Made possible by the Edwin H. Rian Alumni/ae Lectures Fund.


dykstra Tuesday, October 22, 2:00 p.m.

The Victor L. Baer Seminar
Dr. Robert C. Dykstra: “The Leaky Cauldron: Learning to Live in the Space between Worlds”

Ecumenical ministers and churches attempt to practice tolerance, for ourselves and for others in our care, and to live with ambiguity in the space between worlds. But are we to tolerate fundamentalist movements that seek to destroy those who tolerate ambiguity? At least part of our response to this perilous quandary may involve getting in touch with our own inner fundamentalist.

Dr. Robert C. Dykstra, Princeton Seminary’s Charlotte W. Newcombe Professor of Pastoral Theology, focuses his academic interests on pastoral care and counseling, psychoanalytic theory, developmental psychology, contemporary issues impacting children and adolescents, human sexuality, pastoral preaching, and the integration of biblical and theological precepts with research in the human sciences. Dykstra is an ordained Presbyterian minister, and served for a number of years as a pastor, youth minister, hospital chaplain, and pastoral counselor.

Made possible by the Victor L. Baer Seminar on Pastoral Care for Pastors.


laRue Tuesday, October 22, 7:30 p.m., Tent on the Quadrangle

“Today!”—from Luke 4:14–30

Cleo LaRue, Ph.D., Princeton Seminary’s Francis Landey Patton Professor of Homiletics, is an ordained minister in the National Baptist Convention of America. He is the former pastor of two churches in Texas as well as the former interim pastor of churches in Harlem and Jamaica Queens, New York. He is a frequent speaker at churches, seminaries, and conferences throughout the country and is a member of the Academy of Homiletics.

Made possible by a gift from the Mr. and Mrs. Lewis J. Ort and First Presbyterian Church of Ft. Lauderdale, Florida, Seminar in Preaching.


wuthnow Wednesday, October 23, 9:30 a.m., Nassau Presbyterian Church

The James G. Emerson Jr. Seminar
“Faith Communities and the Challenges of Contemporary Culture”

Robert Wuthnow, Ph.D., Princeton University’s Gerhard R. Andlinger Professor of Sociology, is the chair of the Department of Sociology and director of the Princeton University Center for the Study of Religion. He is a prolific writer in the field of sociology. His books include Boundless Faith: The Global Outreach of American Churches and After the Baby Boomers: How Twenty- and Thirty-Somethings Are Shaping the Future of American Religion.

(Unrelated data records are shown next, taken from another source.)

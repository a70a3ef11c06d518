use std::sync::Arc;

use argon2::password_hash::{SaltString, rand_core};
use argon2::{
    Algorithm, Argon2, Params, PasswordHash, PasswordHasher, PasswordVerifier, Version,
    password_hash,
};

use crate::configs::Hashing;

#[derive(Debug, Clone)]
pub struct Argon2Hash(Argon2<'static>);

/// Password hashing for device credentials.
#[derive(Clone)]
pub struct AuthService {
    hasher: Arc<Argon2Hash>,
}

impl AuthService {
    pub fn new(hashing: &Hashing) -> Result<Self, argon2::Error> {
        let params = Params::new(
            hashing.memory_cost,
            hashing.time_cost,
            hashing.parallelism,
            None,
        )?;
        let hash = Argon2Hash(Argon2::new(Algorithm::Argon2id, Version::V0x13, params));

        Ok(Self {
            hasher: Arc::new(hash),
        })
    }

    pub fn hash(&self, password: &str) -> Result<String, password_hash::Error> {
        let hash_salt = SaltString::generate(&mut rand_core::OsRng);
        let hash = self.hasher.0.hash_password(password.as_bytes(), &hash_salt)?;

        Ok(hash.to_string())
    }

    /// Check `password` against a stored PHC string.
    ///
    /// Parameters are read from the hash itself, so hashes created with other
    /// cost settings still verify.
    pub fn verify(&self, passhash: &str, password: &str) -> Result<bool, password_hash::Error> {
        let parsed_hash = PasswordHash::new(passhash)?;

        Ok(self
            .hasher
            .0
            .verify_password(password.as_bytes(), &parsed_hash)
            .is_ok())
    }
}

impl Default for AuthService {
    fn default() -> Self {
        Self {
            hasher: Arc::new(Argon2Hash(Argon2::default())),
        }
    }
}

#[cfg(test)]
mod tests {
    use crate::tests::test_hashing;

    use super::*;

    #[test]
    fn test_hash_and_verify_password() {
        let auth_service = AuthService::new(&test_hashing()).unwrap();
        let password = "test-password";

        let hash = auth_service.hash(password).unwrap();
        assert!(hash.starts_with("$argon2id"));

        assert!(auth_service.verify(&hash, password).unwrap());
        assert!(!auth_service.verify(&hash, "wrong-password").unwrap());
    }

    #[test]
    fn test_hashes_are_salted() {
        let auth_service = AuthService::new(&test_hashing()).unwrap();

        let first = auth_service.hash("test-password").unwrap();
        let second = auth_service.hash("test-password").unwrap();
        assert_ne!(first, second);
    }

    #[test]
    fn test_verify_accepts_other_cost_settings() {
        let hash = AuthService::default().hash("test-password").unwrap();

        let auth_service = AuthService::new(&test_hashing()).unwrap();
        assert!(auth_service.verify(&hash, "test-password").unwrap());
    }

    #[test]
    fn test_verify_rejects_malformed_hash() {
        let auth_service = AuthService::new(&test_hashing()).unwrap();

        assert!(auth_service.verify("not-a-hash", "test-password").is_err());
    }

    #[test]
    fn test_rejects_invalid_cost_settings() {
        let hashing = Hashing {
            memory_cost: 0,
            time_cost: 0,
            parallelism: 0,
        };

        assert!(AuthService::new(&hashing).is_err());
    }
}
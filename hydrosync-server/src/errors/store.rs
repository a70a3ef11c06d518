#[derive(Debug, thiserror::Error)]
pub enum StoreError {
    #[error("Database error: {0}")]
    Database(#[from] sqlx::Error),
}
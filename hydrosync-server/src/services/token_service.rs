use hydrosync_api::MacAddress;
use jsonwebtoken::errors::Error;
use jsonwebtoken::{DecodingKey, EncodingKey, Header, TokenData, Validation, decode, encode};
use serde::{Deserialize, Serialize};
use time::OffsetDateTime;

use crate::configs::Auth;
use crate::errors::AuthError;

#[derive(Debug, Clone, Serialize, Deserialize)]
pub struct Token {
    pub mac: String,
    pub token: String,
    pub iat: u64,
    pub exp: u64,
}

#[derive(Debug, Clone, Serialize, Deserialize)]
pub struct TokenClaims {
    /// MAC address of the authenticated device
    pub sub: String,
    pub iat: u64,
    pub exp: u64,
}

impl TokenClaims {
    pub fn mac(&self) -> Result<MacAddress, AuthError> {
        MacAddress::parse(&self.sub).map_err(|_| AuthError::InvalidToken)
    }
}

#[derive(Clone)]
pub struct TokenService {
    expiration: u64,
    secret: String,
}

impl TokenService {
    pub fn new(auth: Auth) -> Self {
        Self {
            expiration: auth.expiration,
            secret: auth.secret,
        }
    }

    pub fn retrieve_token_claims(&self, token: &str) -> Result<TokenData<TokenClaims>, Error> {
        decode::<TokenClaims>(
            token,
            &DecodingKey::from_secret(self.secret.as_ref()),
            &Validation::default(),
        )
    }

    pub fn generate_token(&self, mac: &MacAddress) -> Result<Token, Error> {
        let iat = OffsetDateTime::now_utc().unix_timestamp().max(0) as u64;
        let exp = iat + self.expiration;

        let claims = TokenClaims {
            sub: mac.to_string(),
            iat,
            exp,
        };

        let encoding_key = EncodingKey::from_secret(self.secret.as_ref());

        let token = encode(&Header::default(), &claims, &encoding_key)?;

        Ok(Token {
            mac: claims.sub,
            token,
            iat,
            exp,
        })
    }
}

#[cfg(test)]
mod tests {
    use jsonwebtoken::errors::ErrorKind;

    use crate::tests::test_auth;

    use super::*;

    #[test]
    fn test_generate_and_retrieve_token() {
        let token_service = TokenService::new(test_auth());
        let mac = MacAddress::parse("00:1A:C2:7B:00:47").unwrap();

        let token = token_service.generate_token(&mac).unwrap();
        assert_eq!(token.exp - token.iat, test_auth().expiration);

        let claims = token_service.retrieve_token_claims(&token.token).unwrap().claims;
        assert_eq!(claims.sub, mac.to_string());
    }

    #[test]
    fn test_tokens_differ_per_device() {
        let token_service = TokenService::new(test_auth());

        let first = token_service
            .generate_token(&MacAddress::parse("00:1A:C2:7B:00:47").unwrap())
            .unwrap();
        let second = token_service
            .generate_token(&MacAddress::parse("07:2B:C2:7B:00:47").unwrap())
            .unwrap();

        assert_ne!(first.token, second.token);
    }

    #[test]
    fn test_rejects_foreign_secret() {
        let token_service = TokenService::new(test_auth());
        let mut other_auth = test_auth();
        other_auth.secret = "other-secret".to_string();
        let other = TokenService::new(other_auth);

        let token = other
            .generate_token(&MacAddress::parse("00:1A:C2:7B:00:47").unwrap())
            .unwrap();

        assert!(token_service.retrieve_token_claims(&token.token).is_err());
        assert!(token_service.retrieve_token_claims("invalidToken").is_err());
    }

    #[test]
    fn test_rejects_expired_token() {
        let token_service = TokenService::new(test_auth());
        let now = OffsetDateTime::now_utc().unix_timestamp() as u64;
        let claims = TokenClaims {
            sub: "00:1A:C2:7B:00:47".to_string(),
            iat: now - 7200,
            exp: now - 3600,
        };
        let token = encode(
            &Header::default(),
            &claims,
            &EncodingKey::from_secret(test_auth().secret.as_ref()),
        )
        .unwrap();

        let error = token_service.retrieve_token_claims(&token).unwrap_err();
        assert!(matches!(error.kind(), ErrorKind::ExpiredSignature));
    }
}
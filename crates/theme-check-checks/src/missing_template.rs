//! Check that reports `render`, `include` and `section` tags pointing at
//! files the theme does not have.
//!
//! Tags whose first argument is not a string literal are skipped.

use std::collections::BTreeSet;

use theme_check_core::{Category, Check, HookContext, Node, Severity, Theme};

use crate::markup;

/// Check name for `MissingTemplate`.
pub const NAME: &str = "MissingTemplate";

/// Reports references to templates that do not exist.
#[derive(Debug, Clone, Default)]
pub struct MissingTemplate {
    known: BTreeSet<String>,
}

impl MissingTemplate {
    /// Creates the check.
    #[must_use]
    pub fn new() -> Self {
        Self::default()
    }
}

/// Template name a tag refers to, e.g. `snippets/card` for `render 'card'`.
fn referenced_template(node: &Node, source: &str) -> Option<String> {
    let dir = match node.type_name() {
        "render" | "include" => "snippets",
        "section" => "sections",
        _ => return None,
    };
    markup::string_argument(node.markup(source)).map(|name| format!("{dir}/{name}"))
}

impl Check for MissingTemplate {
    fn name(&self) -> &str {
        NAME
    }

    fn category(&self) -> Category {
        Category::Liquid
    }

    fn description(&self) -> &str {
        "Reports references to missing snippets and sections"
    }

    fn default_severity(&self) -> Severity {
        Severity::Error
    }

    fn on_theme(&mut self, theme: &Theme, _cx: &mut HookContext<'_>) {
        self.known = theme
            .templates()
            .iter()
            .map(|t| t.name().to_string())
            .collect();
    }

    fn on_tag(&mut self, node: &Node, cx: &mut HookContext<'_>) {
        let Some(name) = referenced_template(node, cx.source()) else {
            return;
        };
        if !self.known.contains(&name) {
            cx.add_offense(format!("'{name}.liquid' is not found"));
        }
    }
}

Made possible by a gift from the James G. Emerson Jr. Seminar for Sustaining Pastoral Excellence.




bostrom Tuesday, October 22, 10:30 a.m.

Kathleen S.L. Bostrom, Classes of 1980 and 1983, is a celebrated author and pastor, with more than thirty books translated into twelve languages and sold around the world. She has a particular interest in children’s literature, but has written devotions, a history of the Newberry medalists (children’s book award winners), and a novella. She serves in educational and pastoral ministry in Wildwood, Illinois.


Nicholls Thursday, October 24, 9:00 a.m.

Bruce Nicholls, Class of 1961, a native New Zealander, has served as a seminary professor and as a pastor in India as well as a film producer and a facilitator of agricultural and animal-husbandry entrepreneurs. His theological interests led him to become a cofounder of the Asia Theological Association, and an editor of the 50-volume Asia Bible Commentary Series.

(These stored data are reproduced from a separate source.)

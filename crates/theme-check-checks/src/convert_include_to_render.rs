//! Check that reports the deprecated `include` tag.
//!
//! `render` isolates the snippet's variables, which makes templates easier
//! to follow. The correction only swaps the tag name, so a snippet that
//! relied on the caller's variables needs them passed explicitly afterwards.

use theme_check_core::{Category, Check, Correction, HookContext, Node, Span};

/// Check name for `ConvertIncludeToRender`.
pub const NAME: &str = "ConvertIncludeToRender";

/// Reports `include` tags that should be `render` tags.
#[derive(Debug, Clone, Default)]
pub struct ConvertIncludeToRender;

impl ConvertIncludeToRender {
    /// Creates the check.
    #[must_use]
    pub fn new() -> Self {
        Self
    }
}

/// Range of the `include` keyword inside a tag's opening delimiters.
fn keyword_span(node: &Node, source: &str) -> Option<Span> {
    let markup = node.markup_span();
    let raw = source.get(markup.start..markup.end)?;
    let leading = raw.len() - raw.trim_start_matches(|c: char| c == '-' || c.is_whitespace()).len();
    raw[leading..]
        .starts_with("include")
        .then(|| Span::new(markup.start + leading, markup.start + leading + "include".len()))
}

impl Check for ConvertIncludeToRender {
    fn name(&self) -> &str {
        NAME
    }

    fn category(&self) -> Category {
        Category::Liquid
    }

    fn description(&self) -> &str {
        "Reports deprecated include tags"
    }

    fn can_correct(&self) -> bool {
        true
    }

    fn on_type(&mut self, node: &Node, cx: &mut HookContext<'_>) {
        if node.type_name() != "include" {
            return;
        }
        let keyword = keyword_span(node, cx.source());
        let offense = cx.add_offense("`include` is deprecated - convert it to `render`");
        if let Some(span) = keyword {
            offense.set_correction(Correction::replace(span, "render"));
        }
    }
}
//! Custom checks declared in YAML and loaded through a settings file's
//! `require` key.
//!
//! # Architecture
//!
//! ```text
//! YAML text
//!   ↓ serde (DTO layer)
//! config_dto types
//!   ↓ validate + convert
//! PatternCheckDef (compiled regex)
//!   ↓ register_file()
//! CheckRegistry factory
//! ```

use std::path::Path;

use tracing::info;

use crate::config::ConfigError;
use crate::registry::CheckRegistry;

pub mod config_dto;
pub mod loader;
pub mod model;

pub use model::{PatternCheck, PatternCheckDef};

/// Reads and validates a check definition file.
///
/// # Errors
///
/// Returns [`ConfigError::LoadCheck`] if the file is missing, is not valid
/// YAML, or a definition fails validation.
pub fn load_file(path: &Path) -> Result<Vec<PatternCheckDef>, ConfigError> {
    let content = std::fs::read_to_string(path).map_err(|e| ConfigError::LoadCheck {
        path: path.to_path_buf(),
        message: e.to_string(),
    })?;
    loader::load_str(&content).map_err(|e| ConfigError::LoadCheck {
        path: path.to_path_buf(),
        message: e.to_string(),
    })
}

/// Loads a definition file and registers a factory for each check in it.
///
/// # Errors
///
/// Returns an error if loading fails or a name is already registered.
pub fn register_file(registry: &mut CheckRegistry, path: &Path) -> Result<(), ConfigError> {
    for def in load_file(path)? {
        info!("Loaded custom check {} from {}", def.name(), path.display());
        let name = def.name().to_string();
        let category = def.category();
        registry.register(name, category, move |_| {
            Box::new(PatternCheck::new(def.clone()))
        })?;
    }
    Ok(())
}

kermit Thursday, October 24, 10:30 a.m.

Kermit Johnson, Class of 1960, is a retired major general in the United States Army. He served as a chaplain in the army, eventually becoming the U.S. Army Chief of Chaplains in 1979. Among his writings are Realism and Hope in a Nuclear Age and Ethics and an article for The Christian Century titled “Inhuman Behavior.” In the article he discusses his concerns about torture.

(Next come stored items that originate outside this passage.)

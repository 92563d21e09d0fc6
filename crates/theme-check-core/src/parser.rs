//! Liquid template parser.
//!
//! Turns template source into a [`Node`] tree rooted at a `document` node.
//! The parser is structural: it recognises delimiters, tag
//! names and block nesting, and leaves tag markup unparsed.

use regex::Regex;

use crate::node::{trim_markup, Node, NodeKind, Span};

/// Tags that own a parsed body closed by `end<name>`.
const BLOCK_TAGS: &[&str] = &[
    "if", "unless", "case", "for", "tablerow", "capture", "form", "paginate",
];

/// Tags whose body is kept verbatim as a single text node.
const RAW_TAGS: &[&str] = &[
    "comment",
    "raw",
    "schema",
    "style",
    "stylesheet",
    "javascript",
];

/// Tags without a body.
const INLINE_TAGS: &[&str] = &[
    "#",
    "assign",
    "break",
    "continue",
    "cycle",
    "decrement",
    "echo",
    "include",
    "increment",
    "layout",
    "liquid",
    "render",
    "section",
    "sections",
];

/// A structural error in a template.
#[derive(Debug, Clone, PartialEq, Eq, thiserror::Error)]
#[error("Liquid syntax error (line {line}): {message}{}", in_template(.template_name.as_deref()))]
pub struct ParseError {
    /// What went wrong.
    pub message: String,
    /// Line where the problem was detected (1-indexed).
    pub line: usize,
    /// Name of the template, attached by the visitor.
    pub template_name: Option<String>,
}

fn in_template(name: Option<&str>) -> String {
    name.map(|n| format!(" in '{n}'")).unwrap_or_default()
}

impl ParseError {
    fn new(message: impl Into<String>, line: usize) -> Self {
        Self {
            message: message.into(),
            line,
            template_name: None,
        }
    }

    /// Attaches the name of the template that failed to parse.
    #[must_use]
    pub fn with_template_name(mut self, name: impl Into<String>) -> Self {
        self.template_name = Some(name.into());
        self
    }
}

/// Parses Liquid source into a `document` node.
///
/// # Errors
///
/// Returns a [`ParseError`] for unterminated delimiters, unknown or
/// misplaced tags, and blocks that are never closed.
pub fn parse(source: &str) -> Result<Node, ParseError> {
    Parser::new(source).parse()
}

struct Frame {
    name: String,
    start: usize,
    markup: Span,
    line: usize,
    children: Vec<Node>,
}

struct Parser<'s> {
    source: &'s str,
    pos: usize,
    stack: Vec<Frame>,
}

impl<'s> Parser<'s> {
    fn new(source: &'s str) -> Self {
        Self {
            source,
            pos: 0,
            stack: vec![Frame {
                name: String::new(),
                start: 0,
                markup: Span::new(0, source.len()),
                line: 1,
                children: Vec::new(),
            }],
        }
    }

    fn parse(mut self) -> Result<Node, ParseError> {
        let len = self.source.len();

        while self.pos < len {
            let Some((open, is_variable)) = find_delimiter(self.source, self.pos) else {
                self.push_text(self.pos, len);
                break;
            };
            if open > self.pos {
                self.push_text(self.pos, open);
            }
            if is_variable {
                self.variable(open)?;
            } else {
                self.tag(open)?;
            }
        }

        if self.stack.len() > 1 {
            if let Some(unclosed) = self.stack.last() {
                return Err(ParseError::new(
                    format!("'{}' tag was never closed", unclosed.name),
                    unclosed.line,
                ));
            }
        }

        let children = self
            .stack
            .pop()
            .map(|frame| frame.children)
            .unwrap_or_default();
        Ok(Node::new(
            NodeKind::Document,
            Span::new(0, len),
            Span::new(0, len),
            children,
        ))
    }

    fn line_at(&self, offset: usize) -> usize {
        self.source[..offset].matches('\n').count() + 1
    }

    fn push(&mut self, node: Node) {
        if let Some(frame) = self.stack.last_mut() {
            frame.children.push(node);
        }
    }

    fn push_text(&mut self, start: usize, end: usize) {
        let span = Span::new(start, end);
        self.push(Node::new(NodeKind::Text, span, span, Vec::new()));
        self.pos = end;
    }

    fn variable(&mut self, open: usize) -> Result<(), ParseError> {
        let inner_start = open + 2;
        let Some(rel) = self.source[inner_start..].find("}}") else {
            return Err(ParseError::new(
                r"Variable '{{' was not properly terminated with regexp: /\}\}/",
                self.line_at(open),
            ));
        };
        let inner_end = inner_start + rel;
        let end = inner_end + 2;
        self.push(Node::new(
            NodeKind::Variable,
            Span::new(open, end),
            Span::new(inner_start, inner_end),
            Vec::new(),
        ));
        self.pos = end;
        Ok(())
    }

    fn tag(&mut self, open: usize) -> Result<(), ParseError> {
        let source = self.source;
        let line = self.line_at(open);
        let inner_start = open + 2;
        let Some(rel) = source[inner_start..].find("%}") else {
            return Err(ParseError::new(
                r"Tag '{%' was not properly terminated with regexp: /\%\}/",
                line,
            ));
        };
        let inner_end = inner_start + rel;
        let end = inner_end + 2;
        let markup = Span::new(inner_start, inner_end);

        let name = tag_name(trim_markup(&source[inner_start..inner_end]));
        if name.is_empty() {
            return Err(ParseError::new("Empty tag", line));
        }
        self.pos = end;

        if RAW_TAGS.contains(&name) {
            return self.raw_tag(name, open, markup, end, line);
        }
        if BLOCK_TAGS.contains(&name) {
            self.stack.push(Frame {
                name: name.to_string(),
                start: open,
                markup,
                line,
                children: Vec::new(),
            });
            return Ok(());
        }
        if let Some(target) = name.strip_prefix("end") {
            return self.close_block(name, target, end, line);
        }
        if let Some(parents) = intermediate_parents(name) {
            let parent = self.stack.last().map_or("", |f| f.name.as_str());
            if self.stack.len() == 1 || !parents.contains(&parent) {
                return Err(ParseError::new(
                    format!("Unexpected tag '{name}' outside of a matching block"),
                    line,
                ));
            }
        } else if !INLINE_TAGS.contains(&name) {
            return Err(ParseError::new(format!("Unknown tag '{name}'"), line));
        }

        self.push(Node::new(
            NodeKind::Tag {
                name: name.to_string(),
                block: false,
            },
            Span::new(open, end),
            markup,
            Vec::new(),
        ));
        Ok(())
    }

    fn raw_tag(
        &mut self,
        name: &str,
        open: usize,
        markup: Span,
        body_start: usize,
        line: usize,
    ) -> Result<(), ParseError> {
        let pattern = format!(r"\{{%-?\s*end{}\s*-?%\}}", regex::escape(name));
        let end_tag = Regex::new(&pattern).map_err(|e| ParseError::new(e.to_string(), line))?;
        let Some(close) = end_tag.find_at(self.source, body_start) else {
            return Err(ParseError::new(format!("'{name}' tag was never closed"), line));
        };

        let body = Span::new(body_start, close.start());
        let children = if body.is_empty() {
            Vec::new()
        } else {
            vec![Node::new(NodeKind::Text, body, body, Vec::new())]
        };
        self.push(Node::new(
            NodeKind::Tag {
                name: name.to_string(),
                block: true,
            },
            Span::new(open, close.end()),
            markup,
            children,
        ));
        self.pos = close.end();
        Ok(())
    }

    fn close_block(
        &mut self,
        name: &str,
        target: &str,
        end: usize,
        line: usize,
    ) -> Result<(), ParseError> {
        if self.stack.len() == 1 {
            return Err(ParseError::new(format!("Unknown tag '{name}'"), line));
        }
        let open_name = self.stack.last().map(|f| f.name.clone()).unwrap_or_default();
        if open_name != target {
            return Err(ParseError::new(
                format!(
                    "'{name}' is not a valid delimiter for {open_name} tags. use end{open_name}"
                ),
                line,
            ));
        }
        if let Some(frame) = self.stack.pop() {
            self.push(Node::new(
                NodeKind::Tag {
                    name: frame.name,
                    block: true,
                },
                Span::new(frame.start, end),
                frame.markup,
                frame.children,
            ));
        }
        Ok(())
    }
}

/// Finds the next `{{` or `{%` at or after `from`.
fn find_delimiter(source: &str, from: usize) -> Option<(usize, bool)> {
    let bytes = source.as_bytes();
    let mut cursor = from;
    while let Some(rel) = source[cursor..].find('{') {
        let at = cursor + rel;
        match bytes.get(at + 1) {
            Some(b'{') => return Some((at, true)),
            Some(b'%') => return Some((at, false)),
            _ => cursor = at + 1,
        }
    }
    None
}

fn tag_name(markup: &str) -> &str {
    if markup.starts_with('#') {
        return "#";
    }
    markup.split_whitespace().next().unwrap_or("")
}

fn intermediate_parents(name: &str) -> Option<&'static [&'static str]> {
    match name {
        "else" => Some(&["if", "unless", "case", "for"]),
        "elsif" => Some(&["if", "unless"]),
        "when" => Some(&["case"]),
        _ => None,
    }
}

zoltan Thursday, October 24, 1:30 p.m.

Zoltan Daniel Szucs, Class of 1962, is a native of Hungary, and participated in the 1956 Hungarian Revolution. Wounded and on the run, he was able to escape Hungary and make his way to America. He has served in a variety of ministries, including as director of campus ministry at Texas A&M University, as pastor of churches in Ohio, where he currently resides, and as a United Church of Christ missionary to Hungary and Slovakia.